Рано или поздно эти, на первый взгляд чисто отвлеченные построения математики, подтверждаются или могут подтвердиться также и реальным чувственным опытом, как это случилось, напр., с неэвклидовой геометрией. Но это вовсе необязательно, и многие точнейшие математические выкладки до сих пор так и остаются на стадии отвлеченной теории.
Имея в виду такое положение дела с вопросом о структурах и моделях, спросим теперь себя еще раз, что же нового дают нам все эти предложенные выше учения об окрестностях и семействах или о структурах и моделях?
Да, никаких новых фактов языка мы отсюда не получили и никаких новых законов языкового развития мы не открыли. Но мы превратили наши неточные и обывательские представления о языке в нечто вполне точное и вполне научное. В области учения о падежах мы, например, не открыли ни одного нового семантического оттенка того или другого падежа в том или ином контексте в тех или иных естественных языках. Эти новые оттенки может вскрыть только эмпирическая работа над реальными историческими памятниками традиционными методами описания исторических переходов и методами статистики. Однако учение об окрестностях дало нам точку зрения на падежный континуум, на его возможное расчленение и на диалектическое движение всех оттенков семантики данного падежа и всех падежей в целом. А ведь вместо этого в традиционной лингвистике мы имеем, самое большее, только перечисление небольшого числа взаимно-изолированных значений данного падежа без всякой обобщающей точки зрения и без всякого метода, который превращал бы данное перечисление изолированных элементов в единораздельную цельность структуры или модели. Точно также слепое подведение эмпирически находимых нами значений падежа под данную общую категорию падежа обладает случайным и вполне сумбурным характером. Мы же при помощи понятия семейства превратили этот сумбур опять-таки в единораздельную целость структуры и модели.
В конечном итоге учение о структурах и моделях, в своем чистом виде не имеющее никакого отношения к языку и находящее для себя самое принципиальное и самое почетное место только в математике, при своем разумном использовании в области языка уточняет наши эмпирически полученные языковые категории, приводит в ясный и четкий порядок слепым образом обнаруженные законы и правила языкового развития и вносит в наши языковые представления ту строгость и точность, которые приобщают лингвистику к области точных наук о действительности. Мы не привели ни одного нового факта языка, но зато эмпирически открытые факты и законы языка мы сумели представить себе в такой строгой и ясной системе, которая достигает степени наглядной фигурности и граничит с точнейшими выводами самой точной науки. Структуралисты должны сознаться, что они не в силах открыть новых фактов и новых законов естественного языка, а не прятаться за кулисами псевдоматематических формул и исчислений.
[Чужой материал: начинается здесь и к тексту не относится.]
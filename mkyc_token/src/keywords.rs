use phf::phf_map;

use crate::TokenKind;

pub static KEYWORDS: phf::Map<&'static str, TokenKind> = phf_map! {
    "fn" => TokenKind::Function,
    "let" => TokenKind::Let,
    "true" => TokenKind::True,
    "false" => TokenKind::False,
    "if" => TokenKind::If,
    "else" => TokenKind::Else,
    "return" => TokenKind::Return,
};

pub fn check_keyword(arg: &str) -> Option<TokenKind> {
    KEYWORDS.get(arg).copied()
}

/// Resolves a complete identifier run to its reserved kind, or `Ident`.
pub fn lookup_ident(ident: &str) -> TokenKind {
    check_keyword(ident).unwrap_or(TokenKind::Ident)
}

#[cfg(test)]
mod tests {
    use proptest::prelude::*;

    use super::{check_keyword, lookup_ident, KEYWORDS};
    use crate::TokenKind;

    #[test]
    fn reserved_words() {
        let expected = [
            ("fn", TokenKind::Function),
            ("let", TokenKind::Let),
            ("true", TokenKind::True),
            ("false", TokenKind::False),
            ("if", TokenKind::If),
            ("else", TokenKind::Else),
            ("return", TokenKind::Return),
        ];
        assert_eq!(KEYWORDS.len(), expected.len());
        for (spelling, kind) in expected {
            assert_eq!(lookup_ident(spelling), kind, "{spelling}");
        }
    }

    #[test]
    fn match_is_case_sensitive() {
        assert_eq!(lookup_ident("Let"), TokenKind::Ident);
        assert_eq!(lookup_ident("RETURN"), TokenKind::Ident);
        assert_eq!(check_keyword("Fn"), None);
    }

    #[test]
    fn match_is_exact() {
        assert_eq!(lookup_ident("lets"), TokenKind::Ident);
        assert_eq!(lookup_ident("if?"), TokenKind::Ident);
        assert_eq!(lookup_ident("fn_"), TokenKind::Ident);
    }

    proptest! {
        #[test]
        fn non_reserved_letter_runs_are_identifiers(ident in "[a-zA-Z_?!]{1,12}") {
            prop_assume!(!KEYWORDS.contains_key(ident.as_str()));
            prop_assert_eq!(lookup_ident(&ident), TokenKind::Ident);
        }
    }
}
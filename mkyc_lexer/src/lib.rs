pub mod cursor;

use cursor::Cursor;
use mkyc_token::{lookup_ident, Token, TokenKind};
use tracing::{debug, trace};

/// Yields every token of `input` up to, but not including, `Eof`.
pub fn tokenize(input: &str) -> impl Iterator<Item = Token<'_>> + '_ {
    let mut lexer = Lexer::new(input);
    std::iter::from_fn(move || {
        let token = lexer.next_token();
        if !token.is_eof() {
            Some(token)
        } else {
            None
        }
    })
}

/// Single-pass scanner. Never fails: bytes it does not understand come out
/// as `Illegal` tokens and scanning carries on.
#[derive(Debug, Clone)]
pub struct Lexer<'a> {
    cursor: Cursor<'a>,
}

impl<'a> Lexer<'a> {
    pub fn new(input: &'a str) -> Self {
        Self {
            cursor: Cursor::new(input),
        }
    }

    pub fn next_token(&mut self) -> Token<'a> {
        self.skip_whitespace();

        let start = self.cursor.pos();
        let Some(first_char) = self.cursor.first() else {
            return Token::new(TokenKind::Eof, self.cursor.slice_from(start));
        };

        let kind = match first_char {
            // One or two symbol tokens
            b'=' => self.glue_eq(TokenKind::Assign, TokenKind::Eq),
            b'!' => self.glue_eq(TokenKind::Bang, TokenKind::NotEq),

            // One symbol tokens
            b';' => TokenKind::Semicolon,
            b',' => TokenKind::Comma,
            b'(' => TokenKind::LParen,
            b')' => TokenKind::RParen,
            b'{' => TokenKind::LBrace,
            b'}' => TokenKind::RBrace,
            b'+' => TokenKind::Plus,
            b'-' => TokenKind::Minus,
            b'*' => TokenKind::Asterisk,
            b'/' => TokenKind::Slash,
            b'<' => TokenKind::Lt,
            b'>' => TokenKind::Gt,

            c if is_letter(c) => return self.ident(start),
            c if c.is_ascii_digit() => return self.number(start),

            c if c.is_ascii() => TokenKind::Illegal,
            // Leading byte of a multi-byte character: keep the character whole.
            _ => {
                let len = self.cursor.input()[start..]
                    .chars()
                    .next()
                    .map_or(1, char::len_utf8);
                self.cursor.bump_n(len - 1);
                TokenKind::Illegal
            }
        };

        self.cursor.bump();
        let token = Token::new(kind, self.cursor.slice_from(start));
        if kind == TokenKind::Illegal {
            debug!(literal = token.literal, pos = start, "illegal token");
        }
        trace!(kind = %token.kind, literal = token.literal, "token");
        token
    }

    fn skip_whitespace(&mut self) {
        self.cursor.eat_while(is_whitespace);
    }

    /// Leaves the cursor on the last byte of the operator.
    fn glue_eq(&mut self, single: TokenKind, double: TokenKind) -> TokenKind {
        match self.cursor.peek() {
            Some(b'=') => {
                self.cursor.bump();
                double
            }
            _ => single,
        }
    }

    fn ident(&mut self, start: usize) -> Token<'a> {
        self.cursor.eat_while(is_letter);
        let literal = self.cursor.slice_from(start);
        let token = Token::new(lookup_ident(literal), literal);
        trace!(kind = %token.kind, literal, "token");
        token
    }

    fn number(&mut self, start: usize) -> Token<'a> {
        self.cursor.eat_while(|c| c.is_ascii_digit());
        let literal = self.cursor.slice_from(start);
        trace!(kind = %TokenKind::Int, literal, "token");
        Token::new(TokenKind::Int, literal)
    }
}

impl<'a> Iterator for Lexer<'a> {
    type Item = Token<'a>;

    fn next(&mut self) -> Option<Self::Item> {
        let token = self.next_token();
        (!token.is_eof()).then_some(token)
    }
}

/// `?` and `!` count as letters so that `valid?` and `mutate!` are identifiers.
pub fn is_letter(c: u8) -> bool {
    c.is_ascii_alphabetic() || c == b'_' || c == b'?' || c == b'!'
}

pub fn is_whitespace(c: u8) -> bool {
    matches!(c, b' ' | b'\t' | b'\n' | b'\r')
}
use std::{
    fs::File,
    io::{BufReader, Read},
    sync::Once,
};

use anyhow::{Context, Result};
use tracing::info;

use config::ReplConfig;

mod config;
mod repl;

static TRACING_INIT: Once = Once::new();

/// Installs the stderr subscriber. Filtered by `RUST_LOG`, silent when unset.
fn init_tracing() {
    TRACING_INIT.call_once(|| {
        use tracing_subscriber::{fmt, prelude::*, EnvFilter};

        if std::env::var("RUST_LOG").is_ok() {
            tracing_subscriber::registry()
                .with(fmt::layer().with_writer(std::io::stderr).with_target(true))
                .with(EnvFilter::from_default_env())
                .init();
        }
    });
}

fn main() -> Result<()> {
    init_tracing();

    let Some(file) = std::env::args().nth(1) else {
        return repl::start(&ReplConfig::from_env());
    };

    info!(%file, "tokenizing source file");

    let mut bf = BufReader::new(
        File::open(&file).with_context(|| format!("could not open source file `{file}`"))?,
    );

    let mut source = String::new();

    bf.read_to_string(&mut source)
        .with_context(|| format!("could not read source file `{file}`"))?;

    repl::write_tokens(&mut std::io::stdout().lock(), &source)?;

    Ok(())
}
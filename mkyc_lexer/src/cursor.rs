/// Byte cursor over the source text.
///
/// `position` indexes `ch`, `read_position` is always one past it. Once
/// `position` reaches the end of the input `ch` is `None`.
#[derive(Debug, Clone)]
pub struct Cursor<'a> {
    input: &'a str,
    position: usize,
    read_position: usize,
    ch: Option<u8>,
}

impl<'a> Cursor<'a> {
    pub fn new(input: &'a str) -> Self {
        let mut cursor = Self {
            input,
            position: 0,
            read_position: 0,
            ch: None,
        };
        cursor.bump();
        cursor
    }

    pub fn input(&self) -> &'a str {
        self.input
    }

    pub fn first(&self) -> Option<u8> {
        self.ch
    }

    /// Byte after the current one, without consuming anything.
    pub fn peek(&self) -> Option<u8> {
        self.input.as_bytes().get(self.read_position).copied()
    }

    pub fn pos(&self) -> usize {
        self.position
    }

    pub fn is_eof(&self) -> bool {
        self.ch.is_none()
    }

    /// Moves to the next byte. Does nothing once past the end.
    pub fn bump(&mut self) {
        if self.read_position > self.input.len() {
            return;
        }
        self.ch = self.input.as_bytes().get(self.read_position).copied();
        self.position = self.read_position;
        self.read_position += 1;
    }

    pub fn bump_n(&mut self, n: usize) {
        for _ in 0..n {
            self.bump();
        }
    }

    pub fn eat_while(&mut self, mut predicate: impl FnMut(u8) -> bool) {
        while let Some(c) = self.ch {
            if !predicate(c) {
                break;
            }
            self.bump();
        }
    }

    /// Source text from `start` up to (not including) the current byte.
    pub fn slice_from(&self, start: usize) -> &'a str {
        &self.input[start..self.position.min(self.input.len())]
    }
}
Только тогда они смогут доказать нам огромную полезность своей науки; и только тогда представители традиционной лингвистики, успокоенные тем, что никто не мешает им открывать все новые и новые факты и законы естественных языков, могут пойти на дальнейшие логические уточнения своих фактов и законов, т.е. когда за структурализмом останутся только законы логики языка, а изучение самого языка останется за традиционной и индуктивной наукой о фактах, законах и правилах естественных языков.
Тремя основными чертами отличается предлагаемое нами учение о грамматических структурах и моделях от большинства современных работ по структуральной лингвистике.
Во-первых, наше учение об окрестности, структурах и моделях дается на основе точного определения используемых нами категорий окрестности, семейства, структуры и модели, в то время как большинство современных структуралистов уклоняется от этих определений.
Во-вторых, мы не побрезговали окунуться в традиционную и даже школьную грамматику с ее элементарными наблюдениями в области естественных языков и с ее примитивным описанием относящихся сюда интуитивных фактов языка. Отвлеченные формулы и схемы, даже при условии их математической точности, без использования интуитивных данных, которые фиксируются в традиционном языкознании, относятся к какой-то весьма оригинальной области, пусть весьма точно построенной и вполне имеющей право на свое самостоятельное существование; но область эта не есть область лингвистики и не имеет прямого отношения к грамматике естественных языков.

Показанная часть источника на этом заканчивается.